__Problem to work on__
In the data below, find the line that contains "output under --simulated-walltime" and the line that contains "let model: ModelId". Copy both, plus every line between them, exactly.

Dataset entries
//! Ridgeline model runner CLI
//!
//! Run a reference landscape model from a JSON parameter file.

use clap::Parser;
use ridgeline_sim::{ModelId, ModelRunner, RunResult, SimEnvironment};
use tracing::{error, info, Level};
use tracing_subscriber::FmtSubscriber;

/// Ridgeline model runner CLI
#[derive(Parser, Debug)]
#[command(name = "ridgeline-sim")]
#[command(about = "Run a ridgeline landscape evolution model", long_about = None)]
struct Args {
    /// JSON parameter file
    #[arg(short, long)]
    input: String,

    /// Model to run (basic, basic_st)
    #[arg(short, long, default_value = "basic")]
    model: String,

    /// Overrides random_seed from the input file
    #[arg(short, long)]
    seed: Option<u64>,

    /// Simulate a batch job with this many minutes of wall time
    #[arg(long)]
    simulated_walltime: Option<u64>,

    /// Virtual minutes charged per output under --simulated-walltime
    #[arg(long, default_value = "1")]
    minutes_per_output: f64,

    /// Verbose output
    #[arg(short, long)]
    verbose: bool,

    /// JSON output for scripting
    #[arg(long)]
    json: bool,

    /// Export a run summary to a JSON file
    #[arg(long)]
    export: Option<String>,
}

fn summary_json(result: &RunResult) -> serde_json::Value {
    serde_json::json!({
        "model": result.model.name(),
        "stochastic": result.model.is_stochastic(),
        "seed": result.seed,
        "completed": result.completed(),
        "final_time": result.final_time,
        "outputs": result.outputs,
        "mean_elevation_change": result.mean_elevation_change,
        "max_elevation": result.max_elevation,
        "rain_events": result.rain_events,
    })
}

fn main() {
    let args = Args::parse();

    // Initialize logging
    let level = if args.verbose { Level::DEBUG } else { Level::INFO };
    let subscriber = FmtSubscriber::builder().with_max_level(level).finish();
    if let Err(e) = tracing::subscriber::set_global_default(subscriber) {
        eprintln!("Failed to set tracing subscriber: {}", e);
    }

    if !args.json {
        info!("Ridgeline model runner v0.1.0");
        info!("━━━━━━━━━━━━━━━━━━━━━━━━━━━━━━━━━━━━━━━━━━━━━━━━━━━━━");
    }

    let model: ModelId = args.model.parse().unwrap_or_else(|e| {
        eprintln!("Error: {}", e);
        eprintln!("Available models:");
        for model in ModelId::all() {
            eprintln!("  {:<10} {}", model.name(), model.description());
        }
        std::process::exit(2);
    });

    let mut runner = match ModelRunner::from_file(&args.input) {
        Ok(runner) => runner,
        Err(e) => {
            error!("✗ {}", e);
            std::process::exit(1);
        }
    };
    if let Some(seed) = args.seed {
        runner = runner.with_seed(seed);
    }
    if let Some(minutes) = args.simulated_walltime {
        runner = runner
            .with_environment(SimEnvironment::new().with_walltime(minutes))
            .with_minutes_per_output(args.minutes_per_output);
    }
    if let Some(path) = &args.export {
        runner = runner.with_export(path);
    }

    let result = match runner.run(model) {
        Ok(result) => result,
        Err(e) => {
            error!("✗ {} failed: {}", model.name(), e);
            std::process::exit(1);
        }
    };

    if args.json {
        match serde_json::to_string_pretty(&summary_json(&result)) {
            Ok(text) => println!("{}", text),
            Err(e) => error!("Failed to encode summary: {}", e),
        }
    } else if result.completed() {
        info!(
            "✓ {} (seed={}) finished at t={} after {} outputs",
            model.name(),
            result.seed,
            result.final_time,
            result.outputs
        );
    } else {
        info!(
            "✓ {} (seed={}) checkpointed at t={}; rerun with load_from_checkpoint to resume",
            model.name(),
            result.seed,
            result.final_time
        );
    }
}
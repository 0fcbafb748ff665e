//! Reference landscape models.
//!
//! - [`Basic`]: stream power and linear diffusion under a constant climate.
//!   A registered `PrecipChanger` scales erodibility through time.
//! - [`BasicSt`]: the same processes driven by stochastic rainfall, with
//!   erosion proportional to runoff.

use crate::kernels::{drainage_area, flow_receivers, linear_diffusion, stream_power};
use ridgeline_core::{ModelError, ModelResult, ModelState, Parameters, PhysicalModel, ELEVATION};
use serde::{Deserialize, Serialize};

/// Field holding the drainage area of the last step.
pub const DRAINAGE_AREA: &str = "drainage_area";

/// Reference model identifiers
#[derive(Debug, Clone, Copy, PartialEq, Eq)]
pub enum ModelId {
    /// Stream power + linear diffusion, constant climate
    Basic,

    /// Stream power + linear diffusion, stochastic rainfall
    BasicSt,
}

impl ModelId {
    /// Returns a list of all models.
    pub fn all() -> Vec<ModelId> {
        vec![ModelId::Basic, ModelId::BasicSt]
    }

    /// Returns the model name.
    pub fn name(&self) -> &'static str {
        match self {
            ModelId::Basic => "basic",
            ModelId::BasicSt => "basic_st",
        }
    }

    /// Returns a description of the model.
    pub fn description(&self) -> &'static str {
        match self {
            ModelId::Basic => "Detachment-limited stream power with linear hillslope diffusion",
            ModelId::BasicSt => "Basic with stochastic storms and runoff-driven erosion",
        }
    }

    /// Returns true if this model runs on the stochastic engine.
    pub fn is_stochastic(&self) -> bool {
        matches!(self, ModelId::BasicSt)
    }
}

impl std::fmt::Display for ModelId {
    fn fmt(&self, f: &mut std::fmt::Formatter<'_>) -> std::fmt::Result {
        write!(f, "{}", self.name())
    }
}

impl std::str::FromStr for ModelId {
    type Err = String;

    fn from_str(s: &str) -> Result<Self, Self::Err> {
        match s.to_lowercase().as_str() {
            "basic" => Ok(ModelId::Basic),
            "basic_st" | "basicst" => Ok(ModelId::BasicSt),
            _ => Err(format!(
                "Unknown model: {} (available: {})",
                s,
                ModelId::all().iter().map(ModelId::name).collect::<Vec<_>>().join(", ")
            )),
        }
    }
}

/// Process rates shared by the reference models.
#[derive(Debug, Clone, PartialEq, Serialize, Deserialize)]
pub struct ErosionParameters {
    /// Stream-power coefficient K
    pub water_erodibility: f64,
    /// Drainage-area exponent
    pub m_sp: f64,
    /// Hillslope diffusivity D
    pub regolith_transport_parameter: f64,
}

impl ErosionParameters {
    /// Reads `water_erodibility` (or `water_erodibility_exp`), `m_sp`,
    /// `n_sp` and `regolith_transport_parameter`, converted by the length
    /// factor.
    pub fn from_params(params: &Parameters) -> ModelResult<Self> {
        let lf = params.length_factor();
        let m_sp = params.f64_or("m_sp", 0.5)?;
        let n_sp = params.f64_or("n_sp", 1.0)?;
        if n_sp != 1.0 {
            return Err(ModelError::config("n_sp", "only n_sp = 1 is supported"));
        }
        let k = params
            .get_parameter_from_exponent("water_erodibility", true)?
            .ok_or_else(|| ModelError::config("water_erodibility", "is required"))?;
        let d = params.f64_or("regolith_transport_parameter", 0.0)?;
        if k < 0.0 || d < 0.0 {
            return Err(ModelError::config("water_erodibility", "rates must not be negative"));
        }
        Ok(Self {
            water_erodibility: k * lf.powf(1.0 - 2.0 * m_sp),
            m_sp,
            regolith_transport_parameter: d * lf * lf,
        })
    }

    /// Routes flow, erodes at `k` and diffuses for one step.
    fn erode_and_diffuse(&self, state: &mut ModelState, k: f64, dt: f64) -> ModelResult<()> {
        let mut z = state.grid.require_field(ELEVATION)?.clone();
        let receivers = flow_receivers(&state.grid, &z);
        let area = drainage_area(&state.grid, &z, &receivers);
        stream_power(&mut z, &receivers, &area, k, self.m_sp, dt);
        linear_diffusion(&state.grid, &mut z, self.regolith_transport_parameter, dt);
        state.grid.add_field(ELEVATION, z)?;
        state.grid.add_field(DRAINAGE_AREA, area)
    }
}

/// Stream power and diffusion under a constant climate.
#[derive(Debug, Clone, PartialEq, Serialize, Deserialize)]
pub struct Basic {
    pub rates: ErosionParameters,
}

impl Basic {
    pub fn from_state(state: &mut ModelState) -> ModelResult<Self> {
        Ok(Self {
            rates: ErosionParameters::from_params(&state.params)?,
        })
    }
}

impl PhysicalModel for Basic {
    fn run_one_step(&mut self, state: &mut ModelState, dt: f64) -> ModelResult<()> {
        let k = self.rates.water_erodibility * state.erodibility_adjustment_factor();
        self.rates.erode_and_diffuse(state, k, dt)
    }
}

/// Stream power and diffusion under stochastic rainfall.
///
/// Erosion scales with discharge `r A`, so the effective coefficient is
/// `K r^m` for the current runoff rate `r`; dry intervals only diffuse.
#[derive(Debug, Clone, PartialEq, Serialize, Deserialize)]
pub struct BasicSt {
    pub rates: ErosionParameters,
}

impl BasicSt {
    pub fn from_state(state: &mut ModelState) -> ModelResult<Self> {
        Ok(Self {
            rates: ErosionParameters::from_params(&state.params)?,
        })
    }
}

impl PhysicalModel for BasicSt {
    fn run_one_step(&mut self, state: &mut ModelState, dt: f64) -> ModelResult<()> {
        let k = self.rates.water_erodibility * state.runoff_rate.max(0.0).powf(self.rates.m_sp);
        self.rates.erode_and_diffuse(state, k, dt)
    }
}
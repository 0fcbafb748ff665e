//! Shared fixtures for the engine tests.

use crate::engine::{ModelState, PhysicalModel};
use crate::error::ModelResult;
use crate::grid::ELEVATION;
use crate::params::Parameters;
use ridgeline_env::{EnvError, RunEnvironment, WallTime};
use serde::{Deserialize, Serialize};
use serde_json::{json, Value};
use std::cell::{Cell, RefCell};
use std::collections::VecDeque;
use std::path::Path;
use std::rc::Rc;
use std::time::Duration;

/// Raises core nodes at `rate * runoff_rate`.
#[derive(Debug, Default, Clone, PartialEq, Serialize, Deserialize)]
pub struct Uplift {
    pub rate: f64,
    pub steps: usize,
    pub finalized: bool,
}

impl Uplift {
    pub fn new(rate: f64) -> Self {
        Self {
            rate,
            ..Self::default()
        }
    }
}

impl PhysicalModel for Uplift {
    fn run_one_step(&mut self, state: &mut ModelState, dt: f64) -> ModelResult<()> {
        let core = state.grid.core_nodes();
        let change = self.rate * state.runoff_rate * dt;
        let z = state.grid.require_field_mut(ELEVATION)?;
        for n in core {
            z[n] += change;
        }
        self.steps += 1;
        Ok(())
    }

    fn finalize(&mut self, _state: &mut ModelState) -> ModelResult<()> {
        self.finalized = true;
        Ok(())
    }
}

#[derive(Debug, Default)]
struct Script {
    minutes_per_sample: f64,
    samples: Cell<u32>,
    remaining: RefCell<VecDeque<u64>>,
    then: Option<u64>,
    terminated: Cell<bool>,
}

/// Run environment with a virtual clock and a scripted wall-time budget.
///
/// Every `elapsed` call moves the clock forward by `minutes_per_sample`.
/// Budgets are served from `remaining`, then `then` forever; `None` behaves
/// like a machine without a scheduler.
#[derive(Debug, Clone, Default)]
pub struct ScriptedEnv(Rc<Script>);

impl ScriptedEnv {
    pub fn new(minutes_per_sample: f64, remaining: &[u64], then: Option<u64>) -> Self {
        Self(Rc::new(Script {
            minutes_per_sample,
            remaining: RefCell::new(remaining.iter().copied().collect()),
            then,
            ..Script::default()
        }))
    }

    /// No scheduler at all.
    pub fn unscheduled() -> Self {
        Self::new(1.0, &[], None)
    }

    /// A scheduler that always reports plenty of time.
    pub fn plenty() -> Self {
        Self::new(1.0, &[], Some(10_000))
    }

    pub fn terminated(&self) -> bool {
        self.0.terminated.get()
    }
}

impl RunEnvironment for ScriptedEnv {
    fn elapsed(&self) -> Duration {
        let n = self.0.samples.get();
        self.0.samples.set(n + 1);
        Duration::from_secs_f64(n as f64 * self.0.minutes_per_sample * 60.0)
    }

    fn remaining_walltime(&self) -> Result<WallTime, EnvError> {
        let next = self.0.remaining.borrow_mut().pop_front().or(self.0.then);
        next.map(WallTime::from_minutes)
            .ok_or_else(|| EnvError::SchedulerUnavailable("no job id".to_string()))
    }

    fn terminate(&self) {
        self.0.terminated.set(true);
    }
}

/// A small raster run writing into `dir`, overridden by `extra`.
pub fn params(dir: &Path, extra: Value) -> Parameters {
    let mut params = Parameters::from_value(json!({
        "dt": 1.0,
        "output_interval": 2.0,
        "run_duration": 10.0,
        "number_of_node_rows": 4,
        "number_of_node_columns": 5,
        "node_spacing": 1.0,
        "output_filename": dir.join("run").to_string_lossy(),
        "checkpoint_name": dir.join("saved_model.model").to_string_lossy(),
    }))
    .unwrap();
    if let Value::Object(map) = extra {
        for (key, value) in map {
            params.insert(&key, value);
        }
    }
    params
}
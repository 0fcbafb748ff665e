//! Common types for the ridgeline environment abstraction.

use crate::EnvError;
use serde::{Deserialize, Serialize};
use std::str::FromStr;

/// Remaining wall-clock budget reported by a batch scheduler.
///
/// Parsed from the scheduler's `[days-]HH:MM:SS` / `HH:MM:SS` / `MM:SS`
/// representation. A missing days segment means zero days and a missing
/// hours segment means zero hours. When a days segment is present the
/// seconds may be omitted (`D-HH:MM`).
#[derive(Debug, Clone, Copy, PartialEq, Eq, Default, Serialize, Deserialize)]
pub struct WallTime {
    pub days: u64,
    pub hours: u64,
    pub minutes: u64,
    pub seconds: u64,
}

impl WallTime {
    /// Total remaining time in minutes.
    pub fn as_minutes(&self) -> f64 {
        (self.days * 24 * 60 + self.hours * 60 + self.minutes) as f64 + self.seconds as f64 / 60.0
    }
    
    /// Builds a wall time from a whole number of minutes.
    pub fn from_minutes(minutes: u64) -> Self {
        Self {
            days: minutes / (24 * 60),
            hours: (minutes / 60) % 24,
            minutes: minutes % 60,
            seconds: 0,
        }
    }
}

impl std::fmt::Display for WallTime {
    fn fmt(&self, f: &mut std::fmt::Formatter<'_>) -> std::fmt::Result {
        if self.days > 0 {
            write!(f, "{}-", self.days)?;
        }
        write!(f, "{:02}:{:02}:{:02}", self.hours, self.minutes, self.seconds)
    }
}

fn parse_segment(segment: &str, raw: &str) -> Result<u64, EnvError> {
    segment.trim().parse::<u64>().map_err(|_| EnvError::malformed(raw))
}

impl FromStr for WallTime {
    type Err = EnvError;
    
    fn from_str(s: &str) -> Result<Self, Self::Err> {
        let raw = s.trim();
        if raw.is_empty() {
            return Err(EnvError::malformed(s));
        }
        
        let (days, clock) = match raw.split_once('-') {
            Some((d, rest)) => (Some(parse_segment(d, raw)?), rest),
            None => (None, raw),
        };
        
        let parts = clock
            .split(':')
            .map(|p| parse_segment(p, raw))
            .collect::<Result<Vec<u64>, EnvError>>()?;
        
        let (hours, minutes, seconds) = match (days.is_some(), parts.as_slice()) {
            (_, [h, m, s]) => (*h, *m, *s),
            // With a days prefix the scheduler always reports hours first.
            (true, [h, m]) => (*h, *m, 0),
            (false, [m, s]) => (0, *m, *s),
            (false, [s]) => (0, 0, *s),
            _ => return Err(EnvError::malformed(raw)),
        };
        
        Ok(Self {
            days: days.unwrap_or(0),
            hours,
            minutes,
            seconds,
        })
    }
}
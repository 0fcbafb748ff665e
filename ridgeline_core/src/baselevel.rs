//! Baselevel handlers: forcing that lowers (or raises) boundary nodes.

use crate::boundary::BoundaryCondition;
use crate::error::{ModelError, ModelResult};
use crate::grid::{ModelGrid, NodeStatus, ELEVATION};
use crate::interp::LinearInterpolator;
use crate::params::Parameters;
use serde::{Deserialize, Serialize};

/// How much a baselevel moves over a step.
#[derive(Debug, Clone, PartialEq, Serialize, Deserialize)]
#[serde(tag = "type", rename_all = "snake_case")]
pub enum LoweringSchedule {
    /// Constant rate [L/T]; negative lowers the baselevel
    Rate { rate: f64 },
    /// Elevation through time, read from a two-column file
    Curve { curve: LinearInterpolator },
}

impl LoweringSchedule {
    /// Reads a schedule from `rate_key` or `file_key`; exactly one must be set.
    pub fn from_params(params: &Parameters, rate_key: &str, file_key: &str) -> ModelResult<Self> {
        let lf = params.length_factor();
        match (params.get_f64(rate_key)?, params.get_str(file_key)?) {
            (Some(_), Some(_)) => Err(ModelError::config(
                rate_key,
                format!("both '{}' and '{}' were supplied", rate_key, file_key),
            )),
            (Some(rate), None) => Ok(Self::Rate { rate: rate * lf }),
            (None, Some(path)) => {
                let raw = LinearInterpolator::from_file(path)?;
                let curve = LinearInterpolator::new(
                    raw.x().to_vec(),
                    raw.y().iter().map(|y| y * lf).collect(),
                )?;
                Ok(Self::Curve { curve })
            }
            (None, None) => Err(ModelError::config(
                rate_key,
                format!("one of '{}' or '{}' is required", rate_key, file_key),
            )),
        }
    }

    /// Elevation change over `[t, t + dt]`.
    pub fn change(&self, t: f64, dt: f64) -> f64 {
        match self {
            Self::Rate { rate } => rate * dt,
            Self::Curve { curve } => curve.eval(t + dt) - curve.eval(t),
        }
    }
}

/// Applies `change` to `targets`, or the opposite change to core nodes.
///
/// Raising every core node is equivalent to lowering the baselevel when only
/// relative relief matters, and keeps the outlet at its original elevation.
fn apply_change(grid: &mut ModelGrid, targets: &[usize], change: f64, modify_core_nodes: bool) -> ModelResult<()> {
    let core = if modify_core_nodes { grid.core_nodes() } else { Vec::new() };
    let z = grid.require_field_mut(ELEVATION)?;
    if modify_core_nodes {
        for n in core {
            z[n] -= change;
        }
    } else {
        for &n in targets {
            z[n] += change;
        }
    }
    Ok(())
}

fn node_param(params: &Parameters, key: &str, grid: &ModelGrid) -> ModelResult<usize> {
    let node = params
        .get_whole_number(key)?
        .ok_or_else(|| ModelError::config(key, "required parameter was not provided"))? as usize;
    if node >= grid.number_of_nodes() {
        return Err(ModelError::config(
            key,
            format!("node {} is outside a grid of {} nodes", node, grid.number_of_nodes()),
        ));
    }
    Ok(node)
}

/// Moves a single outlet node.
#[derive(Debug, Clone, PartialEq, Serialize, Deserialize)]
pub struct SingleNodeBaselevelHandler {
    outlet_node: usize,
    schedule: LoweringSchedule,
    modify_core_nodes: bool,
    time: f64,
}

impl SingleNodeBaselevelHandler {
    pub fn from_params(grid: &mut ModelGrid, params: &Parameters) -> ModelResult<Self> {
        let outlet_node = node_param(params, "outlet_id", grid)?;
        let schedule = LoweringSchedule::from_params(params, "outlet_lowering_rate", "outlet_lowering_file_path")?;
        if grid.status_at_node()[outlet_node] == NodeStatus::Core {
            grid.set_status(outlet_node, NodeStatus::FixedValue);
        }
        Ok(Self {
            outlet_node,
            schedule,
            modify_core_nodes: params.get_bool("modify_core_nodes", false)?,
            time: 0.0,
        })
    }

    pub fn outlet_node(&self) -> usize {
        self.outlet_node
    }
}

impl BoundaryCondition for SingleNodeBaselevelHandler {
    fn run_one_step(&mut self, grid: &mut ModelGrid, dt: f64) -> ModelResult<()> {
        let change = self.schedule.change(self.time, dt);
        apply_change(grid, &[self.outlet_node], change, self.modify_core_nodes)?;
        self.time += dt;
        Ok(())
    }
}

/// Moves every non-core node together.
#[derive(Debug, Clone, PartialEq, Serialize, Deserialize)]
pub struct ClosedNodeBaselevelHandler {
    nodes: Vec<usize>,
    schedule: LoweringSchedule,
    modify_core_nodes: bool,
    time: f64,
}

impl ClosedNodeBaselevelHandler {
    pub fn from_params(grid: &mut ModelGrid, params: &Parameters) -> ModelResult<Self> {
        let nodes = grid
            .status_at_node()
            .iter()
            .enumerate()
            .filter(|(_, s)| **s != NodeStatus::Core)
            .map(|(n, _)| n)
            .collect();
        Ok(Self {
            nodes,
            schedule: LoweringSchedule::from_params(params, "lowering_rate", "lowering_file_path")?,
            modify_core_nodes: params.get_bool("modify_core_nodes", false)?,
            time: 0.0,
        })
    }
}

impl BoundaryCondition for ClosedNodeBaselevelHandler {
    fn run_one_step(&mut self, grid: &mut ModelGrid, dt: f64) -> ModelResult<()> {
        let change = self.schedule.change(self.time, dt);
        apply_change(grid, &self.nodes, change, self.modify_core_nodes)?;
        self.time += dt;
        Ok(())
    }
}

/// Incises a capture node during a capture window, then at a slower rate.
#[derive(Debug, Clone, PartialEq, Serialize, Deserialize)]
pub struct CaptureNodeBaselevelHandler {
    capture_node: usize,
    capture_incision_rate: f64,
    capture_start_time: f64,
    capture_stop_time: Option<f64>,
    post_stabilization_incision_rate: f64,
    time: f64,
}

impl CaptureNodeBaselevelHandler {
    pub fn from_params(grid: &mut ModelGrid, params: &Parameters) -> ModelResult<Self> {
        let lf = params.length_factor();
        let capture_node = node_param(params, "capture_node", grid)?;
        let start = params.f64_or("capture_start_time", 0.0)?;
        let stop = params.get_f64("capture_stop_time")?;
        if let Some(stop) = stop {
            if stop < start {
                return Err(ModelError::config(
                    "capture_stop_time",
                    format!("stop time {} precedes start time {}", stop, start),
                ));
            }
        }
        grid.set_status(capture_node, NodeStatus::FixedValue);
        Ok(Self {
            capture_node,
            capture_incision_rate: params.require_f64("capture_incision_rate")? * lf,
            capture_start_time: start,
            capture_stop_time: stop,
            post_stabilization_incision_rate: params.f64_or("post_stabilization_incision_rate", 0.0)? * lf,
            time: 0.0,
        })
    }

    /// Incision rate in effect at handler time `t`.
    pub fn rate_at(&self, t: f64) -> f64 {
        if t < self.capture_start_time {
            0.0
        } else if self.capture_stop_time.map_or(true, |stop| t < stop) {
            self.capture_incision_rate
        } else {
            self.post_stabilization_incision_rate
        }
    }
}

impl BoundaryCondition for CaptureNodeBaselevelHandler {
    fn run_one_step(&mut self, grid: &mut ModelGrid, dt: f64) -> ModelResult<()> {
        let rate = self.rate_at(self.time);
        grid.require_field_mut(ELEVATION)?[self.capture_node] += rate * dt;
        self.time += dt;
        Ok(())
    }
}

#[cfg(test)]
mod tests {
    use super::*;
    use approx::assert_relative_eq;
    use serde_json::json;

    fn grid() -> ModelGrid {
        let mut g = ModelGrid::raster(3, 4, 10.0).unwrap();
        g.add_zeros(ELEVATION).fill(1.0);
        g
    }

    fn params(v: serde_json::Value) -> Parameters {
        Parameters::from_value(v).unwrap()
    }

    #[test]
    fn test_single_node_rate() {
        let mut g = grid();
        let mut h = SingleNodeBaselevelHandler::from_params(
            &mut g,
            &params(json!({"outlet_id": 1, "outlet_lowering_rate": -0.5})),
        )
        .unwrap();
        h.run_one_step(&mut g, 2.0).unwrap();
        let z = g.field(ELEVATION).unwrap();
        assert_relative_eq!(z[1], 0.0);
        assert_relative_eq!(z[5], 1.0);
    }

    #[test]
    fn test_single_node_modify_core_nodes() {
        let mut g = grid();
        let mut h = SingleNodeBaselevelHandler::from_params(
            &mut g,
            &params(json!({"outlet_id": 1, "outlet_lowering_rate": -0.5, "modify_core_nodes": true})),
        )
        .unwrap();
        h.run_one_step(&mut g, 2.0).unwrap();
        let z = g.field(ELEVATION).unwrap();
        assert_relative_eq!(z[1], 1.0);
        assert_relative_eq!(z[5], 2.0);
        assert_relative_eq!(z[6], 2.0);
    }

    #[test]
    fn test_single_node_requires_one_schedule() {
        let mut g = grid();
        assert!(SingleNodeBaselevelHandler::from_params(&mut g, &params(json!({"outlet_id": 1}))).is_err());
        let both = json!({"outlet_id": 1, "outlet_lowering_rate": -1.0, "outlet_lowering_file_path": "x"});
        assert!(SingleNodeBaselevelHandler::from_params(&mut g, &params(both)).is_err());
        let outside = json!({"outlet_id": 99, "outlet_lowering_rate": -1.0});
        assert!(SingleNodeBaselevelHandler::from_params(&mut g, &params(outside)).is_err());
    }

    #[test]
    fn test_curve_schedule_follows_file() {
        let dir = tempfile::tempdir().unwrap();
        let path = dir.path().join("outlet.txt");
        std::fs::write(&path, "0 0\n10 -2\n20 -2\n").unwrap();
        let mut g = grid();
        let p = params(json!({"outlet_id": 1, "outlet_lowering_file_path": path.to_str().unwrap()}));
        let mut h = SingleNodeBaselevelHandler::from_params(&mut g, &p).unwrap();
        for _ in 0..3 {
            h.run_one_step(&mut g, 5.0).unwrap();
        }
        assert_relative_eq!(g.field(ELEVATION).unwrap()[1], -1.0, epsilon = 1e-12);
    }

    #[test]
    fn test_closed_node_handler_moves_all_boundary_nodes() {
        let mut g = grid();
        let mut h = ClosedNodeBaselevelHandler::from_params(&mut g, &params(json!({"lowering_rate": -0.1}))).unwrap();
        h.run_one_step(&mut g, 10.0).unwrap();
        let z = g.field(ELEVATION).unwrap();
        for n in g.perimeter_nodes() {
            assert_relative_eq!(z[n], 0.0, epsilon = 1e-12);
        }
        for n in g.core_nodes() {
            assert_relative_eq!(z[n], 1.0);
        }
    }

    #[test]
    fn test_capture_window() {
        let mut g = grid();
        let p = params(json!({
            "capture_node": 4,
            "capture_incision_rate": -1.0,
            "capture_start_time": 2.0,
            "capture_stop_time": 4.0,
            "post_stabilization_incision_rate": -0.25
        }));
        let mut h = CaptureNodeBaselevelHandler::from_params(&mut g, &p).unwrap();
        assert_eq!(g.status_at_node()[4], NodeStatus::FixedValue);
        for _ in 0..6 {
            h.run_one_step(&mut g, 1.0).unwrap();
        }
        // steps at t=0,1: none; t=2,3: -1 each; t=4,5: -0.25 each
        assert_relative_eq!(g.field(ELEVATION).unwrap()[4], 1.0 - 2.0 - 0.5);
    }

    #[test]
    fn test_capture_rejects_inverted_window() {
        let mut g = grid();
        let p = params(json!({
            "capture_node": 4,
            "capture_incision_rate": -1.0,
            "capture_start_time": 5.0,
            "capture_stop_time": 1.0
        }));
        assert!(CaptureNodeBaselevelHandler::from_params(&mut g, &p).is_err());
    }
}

__Answer to the problem__
    /// Virtual minutes charged per output under --simulated-walltime
    #[arg(long, default_value = "1")]
    minutes_per_output: f64,

    /// Verbose output
    #[arg(short, long)]
    verbose: bool,

    /// JSON output for scripting
    #[arg(long)]
    json: bool,

    /// Export a run summary to a JSON file
    #[arg(long)]
    export: Option<String>,
}

fn summary_json(result: &RunResult) -> serde_json::Value {
    serde_json::json!({
        "model": result.model.name(),
        "stochastic": result.model.is_stochastic(),
        "seed": result.seed,
        "completed": result.completed(),
        "final_time": result.final_time,
        "outputs": result.outputs,
        "mean_elevation_change": result.mean_elevation_change,
        "max_elevation": result.max_elevation,
        "rain_events": result.rain_events,
    })
}

fn main() {
    let args = Args::parse();

    // Initialize logging
    let level = if args.verbose { Level::DEBUG } else { Level::INFO };
    let subscriber = FmtSubscriber::builder().with_max_level(level).finish();
    if let Err(e) = tracing::subscriber::set_global_default(subscriber) {
        eprintln!("Failed to set tracing subscriber: {}", e);
    }

    if !args.json {
        info!("Ridgeline model runner v0.1.0");
        info!("━━━━━━━━━━━━━━━━━━━━━━━━━━━━━━━━━━━━━━━━━━━━━━━━━━━━━");
    }

    let model: ModelId = args.model.parse().unwrap_or_else(|e| {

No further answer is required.